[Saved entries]
********

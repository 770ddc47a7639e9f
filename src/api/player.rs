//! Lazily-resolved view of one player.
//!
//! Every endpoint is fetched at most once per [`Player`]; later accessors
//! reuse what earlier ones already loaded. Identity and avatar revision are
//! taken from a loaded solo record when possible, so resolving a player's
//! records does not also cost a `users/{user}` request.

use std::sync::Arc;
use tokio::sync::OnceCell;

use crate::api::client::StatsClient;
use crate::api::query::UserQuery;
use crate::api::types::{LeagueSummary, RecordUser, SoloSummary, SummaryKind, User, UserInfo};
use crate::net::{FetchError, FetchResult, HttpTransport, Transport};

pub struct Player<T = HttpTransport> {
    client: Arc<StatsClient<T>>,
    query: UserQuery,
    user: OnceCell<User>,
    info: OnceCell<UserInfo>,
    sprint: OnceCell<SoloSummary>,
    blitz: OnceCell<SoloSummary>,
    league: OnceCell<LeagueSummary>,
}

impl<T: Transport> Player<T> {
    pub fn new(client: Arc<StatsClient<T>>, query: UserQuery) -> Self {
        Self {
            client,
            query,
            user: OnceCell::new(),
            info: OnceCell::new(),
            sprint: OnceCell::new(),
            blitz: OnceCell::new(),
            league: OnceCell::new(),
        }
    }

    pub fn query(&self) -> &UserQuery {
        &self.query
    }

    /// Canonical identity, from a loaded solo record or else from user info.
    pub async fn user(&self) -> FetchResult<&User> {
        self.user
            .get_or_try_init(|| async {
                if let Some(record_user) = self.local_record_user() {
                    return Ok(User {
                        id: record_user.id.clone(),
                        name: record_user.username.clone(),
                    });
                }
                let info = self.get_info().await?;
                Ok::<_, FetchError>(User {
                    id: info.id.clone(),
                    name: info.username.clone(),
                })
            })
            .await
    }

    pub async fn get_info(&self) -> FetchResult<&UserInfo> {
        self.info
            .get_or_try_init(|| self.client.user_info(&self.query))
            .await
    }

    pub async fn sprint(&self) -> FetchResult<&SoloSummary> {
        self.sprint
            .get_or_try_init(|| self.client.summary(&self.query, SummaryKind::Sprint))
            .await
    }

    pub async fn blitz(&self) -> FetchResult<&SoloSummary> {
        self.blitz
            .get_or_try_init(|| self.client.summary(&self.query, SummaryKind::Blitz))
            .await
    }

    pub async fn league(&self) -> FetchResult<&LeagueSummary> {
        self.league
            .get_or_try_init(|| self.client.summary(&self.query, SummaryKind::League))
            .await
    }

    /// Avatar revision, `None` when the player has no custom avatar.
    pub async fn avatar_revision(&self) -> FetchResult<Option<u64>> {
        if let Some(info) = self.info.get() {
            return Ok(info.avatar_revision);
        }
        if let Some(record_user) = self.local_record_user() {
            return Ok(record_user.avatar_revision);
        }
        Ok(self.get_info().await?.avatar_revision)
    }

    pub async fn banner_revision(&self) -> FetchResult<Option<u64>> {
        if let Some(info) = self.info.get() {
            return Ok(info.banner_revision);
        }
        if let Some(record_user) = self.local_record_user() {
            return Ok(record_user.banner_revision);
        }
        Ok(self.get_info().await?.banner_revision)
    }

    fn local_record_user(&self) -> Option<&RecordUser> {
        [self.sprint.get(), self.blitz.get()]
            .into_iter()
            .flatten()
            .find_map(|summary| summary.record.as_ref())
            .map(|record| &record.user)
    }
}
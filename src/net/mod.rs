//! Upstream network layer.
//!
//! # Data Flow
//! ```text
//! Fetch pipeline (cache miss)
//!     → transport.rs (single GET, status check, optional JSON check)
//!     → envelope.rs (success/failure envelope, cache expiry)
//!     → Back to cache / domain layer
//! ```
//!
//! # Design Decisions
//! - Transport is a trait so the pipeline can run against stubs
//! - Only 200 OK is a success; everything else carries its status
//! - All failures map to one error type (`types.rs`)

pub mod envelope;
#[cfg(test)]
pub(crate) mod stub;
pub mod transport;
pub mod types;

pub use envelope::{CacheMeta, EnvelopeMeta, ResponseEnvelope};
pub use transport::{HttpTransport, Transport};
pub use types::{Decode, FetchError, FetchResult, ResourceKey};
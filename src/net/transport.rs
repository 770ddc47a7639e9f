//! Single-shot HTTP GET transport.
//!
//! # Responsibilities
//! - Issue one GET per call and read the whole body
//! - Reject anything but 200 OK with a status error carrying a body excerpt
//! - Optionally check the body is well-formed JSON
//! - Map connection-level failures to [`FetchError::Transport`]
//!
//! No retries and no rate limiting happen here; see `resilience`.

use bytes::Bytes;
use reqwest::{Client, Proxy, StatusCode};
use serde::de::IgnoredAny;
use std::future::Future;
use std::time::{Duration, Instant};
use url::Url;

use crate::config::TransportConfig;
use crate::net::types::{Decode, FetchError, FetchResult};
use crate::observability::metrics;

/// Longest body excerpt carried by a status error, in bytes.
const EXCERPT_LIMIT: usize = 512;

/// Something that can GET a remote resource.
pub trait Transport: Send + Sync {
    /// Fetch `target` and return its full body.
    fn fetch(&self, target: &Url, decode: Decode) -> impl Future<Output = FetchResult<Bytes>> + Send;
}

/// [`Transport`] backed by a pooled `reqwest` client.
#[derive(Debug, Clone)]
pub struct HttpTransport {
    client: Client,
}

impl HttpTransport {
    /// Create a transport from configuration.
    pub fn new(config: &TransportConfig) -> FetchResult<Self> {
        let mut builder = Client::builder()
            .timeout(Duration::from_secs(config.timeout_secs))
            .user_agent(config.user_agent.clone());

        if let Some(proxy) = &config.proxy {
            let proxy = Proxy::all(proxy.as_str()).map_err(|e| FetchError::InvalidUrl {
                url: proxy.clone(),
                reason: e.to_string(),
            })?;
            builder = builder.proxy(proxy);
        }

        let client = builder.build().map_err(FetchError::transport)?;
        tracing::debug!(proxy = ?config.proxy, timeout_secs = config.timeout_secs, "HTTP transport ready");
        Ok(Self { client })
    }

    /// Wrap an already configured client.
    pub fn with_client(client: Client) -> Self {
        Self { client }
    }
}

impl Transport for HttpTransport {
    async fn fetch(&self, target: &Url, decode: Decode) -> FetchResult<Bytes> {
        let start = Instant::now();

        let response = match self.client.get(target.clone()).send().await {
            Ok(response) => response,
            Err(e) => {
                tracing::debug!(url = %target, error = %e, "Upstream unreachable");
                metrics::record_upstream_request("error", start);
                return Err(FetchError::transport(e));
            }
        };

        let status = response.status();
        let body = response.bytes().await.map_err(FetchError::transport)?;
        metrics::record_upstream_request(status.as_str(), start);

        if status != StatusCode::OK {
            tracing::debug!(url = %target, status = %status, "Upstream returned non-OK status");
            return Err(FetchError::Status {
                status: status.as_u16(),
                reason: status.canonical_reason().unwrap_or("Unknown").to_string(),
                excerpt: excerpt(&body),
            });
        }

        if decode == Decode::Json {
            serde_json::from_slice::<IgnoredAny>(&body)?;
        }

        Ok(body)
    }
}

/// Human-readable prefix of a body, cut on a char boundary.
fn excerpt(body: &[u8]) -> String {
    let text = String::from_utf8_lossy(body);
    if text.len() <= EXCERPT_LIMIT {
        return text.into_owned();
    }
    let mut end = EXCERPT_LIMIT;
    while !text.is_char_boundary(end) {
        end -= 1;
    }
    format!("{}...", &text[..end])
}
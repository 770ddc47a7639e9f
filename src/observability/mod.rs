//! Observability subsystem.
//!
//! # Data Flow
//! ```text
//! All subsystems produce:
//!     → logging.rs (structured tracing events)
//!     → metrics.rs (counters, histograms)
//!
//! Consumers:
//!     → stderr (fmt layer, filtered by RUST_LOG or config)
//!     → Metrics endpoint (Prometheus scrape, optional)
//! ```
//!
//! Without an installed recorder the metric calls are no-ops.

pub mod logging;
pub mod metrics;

********

Retype the portion of the data above that starts on the line with "a body excerpt" and finishes on the line with "pub fn new(config: &TransportConfig)", including both of those lines.

//! - Reject anything but 200 OK with a status error carrying a body excerpt
//! - Optionally check the body is well-formed JSON
//! - Map connection-level failures to [`FetchError::Transport`]
//!
//! No retries and no rate limiting happen here; see `resilience`.

use bytes::Bytes;
use reqwest::{Client, Proxy, StatusCode};
use serde::de::IgnoredAny;
use std::future::Future;
use std::time::{Duration, Instant};
use url::Url;

use crate::config::TransportConfig;
use crate::net::types::{Decode, FetchError, FetchResult};
use crate::observability::metrics;

/// Longest body excerpt carried by a status error, in bytes.
const EXCERPT_LIMIT: usize = 512;

/// Something that can GET a remote resource.
pub trait Transport: Send + Sync {
    /// Fetch `target` and return its full body.
    fn fetch(&self, target: &Url, decode: Decode) -> impl Future<Output = FetchResult<Bytes>> + Send;
}

/// [`Transport`] backed by a pooled `reqwest` client.
#[derive(Debug, Clone)]
pub struct HttpTransport {
    client: Client,
}

impl HttpTransport {
    /// Create a transport from configuration.
    pub fn new(config: &TransportConfig) -> FetchResult<Self> {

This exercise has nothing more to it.